17 de ago. de 2007

Mesa de salada

Pretendo aqui escrever algumas histórias, inaugurando assim uma série, de alguém que marcou sua passagem por onde andou de maneira única, por vários motivos que abordarei. Pessoa essa que me fará muita falta até o fim da minha linha.

Eu aprendi a gostar de histórias acompanhando, desde muito pequeno, meu avô, o Velho Tirone. Seu nome, como eu já falei aqui, era Osvaldo, na Barra Funda chamado de Tirone desde quando assumiu a braçadeira de capitão do Sport do Anhanguera, aos dezesseis anos. Este, aliás, provavelmente foi o acontecimento que marcou sua transição completa para a fase adulta, já que trabalhava desde os oito e a virgindade já havia ficado pra trás há muito tempo. Começou cedo na orgia, o Velho. De fato, o beque-capitão do Sport tinha que ser um homem respeitado. A faixa não era pra qualquer um.

O Tirone era pra lá de brabo, embora esta “qualidade” não seja o centro de minha abordagem hoje, mas sim o seu insaciável apetite. Comia demais o homem. Uma de minhas lembranças mais remotas em relação à voracidade do Tirone foi quando, num lanche vespertino, ele mandou brasa em 12 - por escrito agora - doze pães franceses, do “cascudinho” da padaria da Rua dos Italianos, que era o pão francês que ele mais gostava (seu preferido era o italiano). Estávamos acostumados a vê-lo comer sete ou oito, mas nunca doze! Mas o que eu vi não se compara ao que ouvi de seus amigos e familiares, que presenciaram cenas vikings de exibição de seu poderoso maxilar.
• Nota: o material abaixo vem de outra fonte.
use crate::error::SessionError;
use crate::events::{TraceEvent, TraceLevel};
use crate::session::{EventHandler, StopSignal, TraceSession};
use log::{debug, info, warn};
use std::collections::{HashSet, VecDeque};
use std::sync::atomic::{AtomicBool, AtomicU64, Ordering};
use std::sync::{Arc, Condvar, Mutex, MutexGuard, PoisonError};
use std::time::Duration;
use uuid::Uuid;

/// How often a blocked processing loop re-checks its stop signal
const POLL_INTERVAL: Duration = Duration::from_millis(50);

/// Provider registered on a memory session
#[derive(Debug, Clone, PartialEq, Eq)]
enum Registration {
    Guid(Uuid),
    Name(String),
}

#[derive(Debug, Clone)]
struct EnabledProvider {
    registration: Registration,
    level: TraceLevel,
    keywords: u64,
}

impl EnabledProvider {
    fn matches(&self, event: &TraceEvent) -> bool {
        let provider_matches = match &self.registration {
            Registration::Guid(guid) => event.provider_guid == *guid,
            Registration::Name(name) => event.provider_name.eq_ignore_ascii_case(name),
        };

        // Events written without keywords, or sessions enabled with none, are not masked
        let keywords_match =
            self.keywords == 0 || event.keywords == 0 || event.keywords & self.keywords != 0;

        provider_matches && keywords_match && event.level <= self.level
    }
}

#[derive(Debug)]
struct Shared {
    name: String,
    elevated: Option<bool>,
    denied: HashSet<String>,
    providers: Mutex<Vec<EnabledProvider>>,
    queue: Mutex<VecDeque<TraceEvent>>,
    available: Condvar,
    disposed: AtomicBool,
    delivered: AtomicU64,
    filtered: AtomicU64,
}

impl Shared {
    fn providers(&self) -> MutexGuard<'_, Vec<EnabledProvider>> {
        self.providers.lock().unwrap_or_else(PoisonError::into_inner)
    }

    fn queue(&self) -> MutexGuard<'_, VecDeque<TraceEvent>> {
        self.queue.lock().unwrap_or_else(PoisonError::into_inner)
    }

    fn is_disposed(&self) -> bool {
        self.disposed.load(Ordering::SeqCst)
    }

    fn accepts(&self, event: &TraceEvent) -> bool {
        self.providers().iter().any(|provider| provider.matches(event))
    }

    fn enable(&self, registration: Registration, level: TraceLevel, keywords: u64) {
        let mut providers = self.providers();
        match providers
            .iter_mut()
            .find(|provider| provider.registration == registration)
        {
            // Re-enabling an active provider updates its filter in place
            Some(existing) => {
                existing.level = level;
                existing.keywords = keywords;
            }
            None => providers.push(EnabledProvider {
                registration,
                level,
                keywords,
            }),
        }
    }

    fn disable(&self, registration: &Registration) -> bool {
        let mut providers = self.providers();
        let before = providers.len();
        providers.retain(|provider| provider.registration != *registration);
        providers.len() != before
    }
}

/// In-process trace session
///
/// Behaves like a real-time tracing session: providers are enabled by GUID
/// or name with a level and keyword mask, and only events matching an
/// enabled provider are delivered to the processing loop. Events are fed in
/// through an [`EventInjector`], which makes this session suitable for
/// replaying captured traces and for tests.
#[derive(Debug, Clone)]
pub struct MemorySession {
    shared: Arc<Shared>,
}

/// Handle used to push events into a [`MemorySession`] from any thread
#[derive(Debug, Clone)]
pub struct EventInjector {
    shared: Arc<Shared>,
}

impl MemorySession {
    /// Create a session that reports the given elevation state
    ///
    /// # Example
    ///
    /// ```
    /// use etw_collector::session::{MemorySession, TraceSession};
    ///
    /// let session = MemorySession::new("replay", Some(true));
    /// assert_eq!(session.is_elevated(), Some(true));
    /// ```
    pub fn new(name: impl Into<String>, elevated: Option<bool>) -> Self {
        Self::with_denied_providers(name, elevated, Vec::<String>::new())
    }

    /// Create a session that refuses to enable the listed providers
    ///
    /// Entries are provider names or GUID strings.
    pub fn with_denied_providers<I, S>(name: impl Into<String>, elevated: Option<bool>, denied: I) -> Self
    where
        I: IntoIterator<Item = S>,
        S: Into<String>,
    {
        Self {
            shared: Arc::new(Shared {
                name: name.into(),
                elevated,
                denied: denied
                    .into_iter()
                    .map(|entry| entry.into().to_lowercase())
                    .collect(),
                providers: Mutex::new(Vec::new()),
                queue: Mutex::new(VecDeque::new()),
                available: Condvar::new(),
                disposed: AtomicBool::new(false),
                delivered: AtomicU64::new(0),
                filtered: AtomicU64::new(0),
            }),
        }
    }

    pub fn name(&self) -> &str {
        &self.shared.name
    }

    pub fn injector(&self) -> EventInjector {
        EventInjector {
            shared: Arc::clone(&self.shared),
        }
    }

    pub fn is_disposed(&self) -> bool {
        self.shared.is_disposed()
    }

    /// Number of providers currently enabled
    pub fn enabled_provider_count(&self) -> usize {
        self.shared.providers().len()
    }

    /// Number of events handed to a processing loop so far
    pub fn delivered_count(&self) -> u64 {
        self.shared.delivered.load(Ordering::SeqCst)
    }

    /// Number of events dropped because no enabled provider matched
    pub fn filtered_count(&self) -> u64 {
        self.shared.filtered.load(Ordering::SeqCst)
    }

    fn check_usable(&self, selector: &str) -> Result<(), SessionError> {
        if self.shared.is_disposed() {
            return Err(SessionError::Disposed);
        }
        if selector.trim().is_empty() || self.shared.denied.contains(&selector.to_lowercase()) {
            return Err(SessionError::ProviderNotFound(selector.to_string()));
        }
        Ok(())
    }
}

impl TraceSession for MemorySession {
    fn is_elevated(&self) -> Option<bool> {
        self.shared.elevated
    }

    fn enable_provider_by_guid(
        &self,
        guid: Uuid,
        level: TraceLevel,
        keywords: u64,
    ) -> Result<(), SessionError> {
        self.check_usable(&guid.to_string())?;
        self.shared
            .enable(Registration::Guid(guid), level, keywords);
        debug!(
            "Session '{}' enabled provider {} (level {:?}, keywords {:#x})",
            self.shared.name, guid, level, keywords
        );
        Ok(())
    }

    fn enable_provider_by_name(
        &self,
        name: &str,
        level: TraceLevel,
        keywords: u64,
    ) -> Result<(), SessionError> {
        self.check_usable(name)?;
        self.shared
            .enable(Registration::Name(name.to_string()), level, keywords);
        debug!(
            "Session '{}' enabled provider '{}' (level {:?}, keywords {:#x})",
            self.shared.name, name, level, keywords
        );
        Ok(())
    }

    fn disable_provider_by_guid(&self, guid: Uuid) -> Result<(), SessionError> {
        if self.shared.is_disposed() {
            return Err(SessionError::Disposed);
        }
        if !self.shared.disable(&Registration::Guid(guid)) {
            return Err(SessionError::ProviderNotFound(guid.to_string()));
        }
        Ok(())
    }

    fn disable_provider_by_name(&self, name: &str) -> Result<(), SessionError> {
        if self.shared.is_disposed() {
            return Err(SessionError::Disposed);
        }
        if !self.shared.disable(&Registration::Name(name.to_string())) {
            return Err(SessionError::ProviderNotFound(name.to_string()));
        }
        Ok(())
    }

    fn process(&self, mut on_event: EventHandler, stop: StopSignal) -> Result<(), SessionError> {
        if self.shared.is_disposed() {
            return Err(SessionError::Disposed);
        }
        debug!("Session '{}' processing started", self.shared.name);

        let mut queue = self.shared.queue();
        loop {
            if self.shared.is_disposed() || stop.is_stopped() {
                break;
            }

            match queue.pop_front() {
                Some(event) => {
                    // Never hold the queue lock while user code runs
                    drop(queue);
                    if self.shared.accepts(&event) {
                        self.shared.delivered.fetch_add(1, Ordering::SeqCst);
                        on_event(event);
                    } else {
                        self.shared.filtered.fetch_add(1, Ordering::SeqCst);
                    }
                    queue = self.shared.queue();
                }
                None => {
                    queue = self
                        .shared
                        .available
                        .wait_timeout(queue, POLL_INTERVAL)
                        .unwrap_or_else(PoisonError::into_inner)
                        .0;
                }
            }
        }

        debug!("Session '{}' processing finished", self.shared.name);
        Ok(())
    }

    fn dispose(&self) {
        if self.shared.disposed.swap(true, Ordering::SeqCst) {
            return;
        }

        self.shared.providers().clear();
        let dropped = {
            let mut queue = self.shared.queue();
            let dropped = queue.len();
            queue.clear();
            dropped
        };
        self.shared.available.notify_all();

        if dropped > 0 {
            warn!(
                "Session '{}' disposed with {} undelivered events",
                self.shared.name, dropped
            );
        }
        info!("Session '{}' disposed", self.shared.name);
    }
}

impl EventInjector {
    /// Queue an event for delivery
    ///
    /// # Errors
    ///
    /// Returns `SessionError::Disposed` once the session has been disposed.
    pub fn inject(&self, event: TraceEvent) -> Result<(), SessionError> {
        if self.shared.is_disposed() {
            return Err(SessionError::Disposed);
        }
        self.shared.queue().push_back(event);
        self.shared.available.notify_one();
        Ok(())
    }

    /// Number of events queued but not yet processed
    pub fn pending(&self) -> usize {
        self.shared.queue().len()
    }
}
Como eu dizia, eu gostava de acompanhá-lo, sempre nas manhãs de Sábado, até a esquina da Rua Anhanguera com a Rua do Bosque, embaixo da antiga sede do Anhanguera, onde ele se encontrava com amigos de cinco, seis décadas. Que beleza! Eu achava aquilo fantástico e lindo demais, como ainda acho uma amizade que se mantêm uma vida inteira. Vários senhores de mais de setenta na cara lembrando as coisas dos idos tempos. E eu sacava que, quando meu avô me mandava comprar qualquer coisa na padaria era porque eles comentariam alguma coisa que ele não quisesse que eu ouvisse. Provavelmente falariam de mulheres. Dentro de casa, ele não dava corda pra esses assuntos e inclusive desligava a TV quando alguma cena de beijo lingüístico estampava a tela. Exigia respeito, o Velho, dizendo: “Isso é uma pouca vergonha!”. O que eu sei é que ele não era flor que se cheirasse neste quesito também. Mas voltemos ao seu infinito estômago.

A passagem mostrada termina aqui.